EXERCISE MATERIAL ▸
________________________________________
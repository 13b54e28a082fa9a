use std::path::PathBuf;

use pretty_assertions::assert_eq;
use reqwest::StatusCode;

use equipment_visualizer::api::{error_for_status, report_file_name, ApiClient, Endpoint};
use equipment_visualizer::config::{AppConfig, MAX_FILE_SIZE_BYTES};
use equipment_visualizer::error::AppError;
use equipment_visualizer::history::HistoryList;
use equipment_visualizer::models::{AuthResponse, DatasetSummary};
use equipment_visualizer::router::{Transition, View, ViewRouter};
use equipment_visualizer::session::Session;
use equipment_visualizer::upload::{UploadCandidate, UploadFlow, UploadPhase};

fn fixture_path(name: &str) -> PathBuf {
    PathBuf::from(env!("CARGO_MANIFEST_DIR"))
        .join("tests")
        .join("fixtures")
        .join(name)
}

fn read_fixture(name: &str) -> String {
    std::fs::read_to_string(fixture_path(name)).expect("Failed to read fixture")
}

fn history_fixture() -> Vec<DatasetSummary> {
    serde_json::from_str(&read_fixture("upload_history.json")).expect("Failed to parse history")
}

#[test]
fn test_history_entries_derive_chart_from_equipment_types() {
    let history = history_fixture();
    assert_eq!(history.len(), 3);

    let newest = &history[0];
    assert!(newest.chart_data.is_none());
    let chart = newest.chart();
    assert_eq!(
        chart.labels,
        vec!["Pump", "Compressor", "Valve", "HeatExchanger", "Reactor", "Condenser"]
    );
    assert_eq!(chart.total(), newest.total_equipment as f64);
    assert_eq!(newest.uploaded_at_display(), "Jan 27, 2026, 10:30 AM");
}

#[test]
fn test_summary_prefers_sent_chart_data() {
    let summary: DatasetSummary =
        serde_json::from_str(&read_fixture("dataset_summary.json")).expect("Failed to parse summary");

    assert_eq!(summary.equipment_records.len(), 3);
    assert_eq!(summary.chart().labels, vec!["Pump", "Valve"]);
    assert_eq!(summary.chart().values, vec![2.0, 1.0]);
    assert_eq!(summary.distinct_types(), 2);
}

#[test]
fn test_upload_of_small_csv_reports_processed_counts() {
    let mut flow = UploadFlow::new(MAX_FILE_SIZE_BYTES);
    let file = UploadCandidate::new("equipment.csv", vec![b'x'; 8 * 1024]);
    assert_eq!(file.size_display(), "8.00 KB");

    flow.select(Some(file)).expect("8 KB csv should be accepted");
    let sent = flow.begin_upload().expect("upload should start");
    assert_eq!(sent.name, "equipment.csv");
    assert!(flow.is_uploading());

    let response: DatasetSummary =
        serde_json::from_str(&read_fixture("upload_response.json")).expect("Failed to parse upload response");
    let summary = flow.finish(Ok(response)).expect("summary is handed on");

    assert_eq!(summary.id, 12);
    assert_eq!(flow.phase(), UploadPhase::Success);
    assert_eq!(
        flow.success(),
        Some("Success! Processed 15 equipment records with 6 different types.")
    );
    assert!(flow.file().is_none());
}

#[test]
fn test_rejected_upload_shows_server_message() {
    let mut flow = UploadFlow::default();
    flow.select(Some(UploadCandidate::new("equipment.csv", b"a,b\n1,2\n".to_vec())))
        .unwrap();
    flow.begin_upload().unwrap();

    let err = error_for_status(
        Endpoint::UploadCsv,
        StatusCode::BAD_REQUEST,
        r#"{"error": "Missing required columns: Flowrate"}"#,
    );
    assert!(flow.finish(Err(err)).is_none());
    assert_eq!(flow.error(), Some("Missing required columns: Flowrate"));
    assert!(flow.file().is_some());
}

#[test]
fn test_delete_then_failed_delete_keeps_list() {
    let mut list = HistoryList::new(history_fixture());

    list.request_delete(7);
    assert_eq!(list.confirm_delete(), Some(7));
    list.delete_succeeded(7);
    let ids: Vec<u64> = list.datasets().iter().map(|d| d.id).collect();
    assert_eq!(ids, vec![9, 4]);

    let err = error_for_status(Endpoint::DeleteDataset(99), StatusCode::NOT_FOUND, "");
    assert_eq!(err, AppError::NotFound("Dataset not found".to_string()));

    list.request_delete(99);
    assert_eq!(list.confirm_delete(), Some(99));
    list.delete_failed(99);
    let ids: Vec<u64> = list.datasets().iter().map(|d| d.id).collect();
    assert_eq!(ids, vec![9, 4]);
    assert_eq!(list.pending_delete(), None);
    assert_eq!(list.in_flight(), None);
}

#[test]
fn test_search_narrows_history() {
    let mut list = HistoryList::new(history_fixture());
    list.set_search_term("7");
    let ids: Vec<u64> = list.filtered().iter().map(|d| d.id).collect();
    // id 7, and total_equipment 70 for dataset 4
    assert_eq!(ids, vec![7, 4]);

    list.set_search_term("nothing");
    assert!(list.filtered().is_empty());
    assert_eq!(list.count_label(), "3 datasets");
}

#[test]
fn test_login_logout_round_trip() {
    let session = Session::in_memory();
    let api = ApiClient::new(&AppConfig::with_base_url("http://localhost:8000/api"), session.clone())
        .expect("valid base url");
    let mut router = ViewRouter::default();
    router.apply(Transition::SessionChecked {
        authenticated: session.is_authenticated(),
    });
    assert_eq!(router.current(), View::Unauthenticated);

    let auth: AuthResponse =
        serde_json::from_str(&read_fixture("login_response.json")).expect("Failed to parse login response");
    session.set_session(&auth.token, &auth.user).expect("session stored");
    router.apply(Transition::LoggedIn);

    assert_eq!(router.current(), View::Dashboard);
    assert_eq!(session.username().as_deref(), Some("alice"));
    assert_eq!(session.current_user(), Some(auth.user.clone()));

    let request = api.request(Endpoint::UploadHistory).build().expect("request builds");
    assert_eq!(
        request.headers()["authorization"],
        "Token 9944b09199c62bcf9418ad846dd0e4bbdfc6ee4b"
    );

    api.logout();
    router.apply(Transition::LoggedOut);
    assert!(!session.is_authenticated());
    assert_eq!(session.current_user(), None);
    assert_eq!(router.current(), View::Unauthenticated);

    let request = api.request(Endpoint::UploadHistory).build().expect("request builds");
    assert!(request.headers().get("authorization").is_none());
}

#[test]
fn test_report_download_name() {
    assert_eq!(report_file_name(9), "equipment_report_9.pdf");
    assert_eq!(
        ApiClient::new(&AppConfig::with_base_url("http://localhost:8000/api/"), Session::in_memory())
            .unwrap()
            .url(Endpoint::DownloadPdf(9)),
        "http://localhost:8000/api/datasets/9/download-pdf/"
    );
}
________________________________________
TASK TO CARRY OUT ▸
Return verbatim each line from the one that mentions "to parse login" to the end of the entries, inclusive.

PROBLEM SOLUTION ▸
        serde_json::from_str(&read_fixture("login_response.json")).expect("Failed to parse login response");
    session.set_session(&auth.token, &auth.user).expect("session stored");
    router.apply(Transition::LoggedIn);

    assert_eq!(router.current(), View::Dashboard);
    assert_eq!(session.username().as_deref(), Some("alice"));
    assert_eq!(session.current_user(), Some(auth.user.clone()));

    let request = api.request(Endpoint::UploadHistory).build().expect("request builds");
    assert_eq!(
        request.headers()["authorization"],
        "Token 9944b09199c62bcf9418ad846dd0e4bbdfc6ee4b"
    );

    api.logout();
    router.apply(Transition::LoggedOut);
    assert!(!session.is_authenticated());
    assert_eq!(session.current_user(), None);
    assert_eq!(router.current(), View::Unauthenticated);

    let request = api.request(Endpoint::UploadHistory).build().expect("request builds");
    assert!(request.headers().get("authorization").is_none());
}

#[test]
fn test_report_download_name() {
    assert_eq!(report_file_name(9), "equipment_report_9.pdf");
    assert_eq!(
        ApiClient::new(&AppConfig::with_base_url("http://localhost:8000/api/"), Session::in_memory())
            .unwrap()
            .url(Endpoint::DownloadPdf(9)),
        "http://localhost:8000/api/datasets/9/download-pdf/"
    );
}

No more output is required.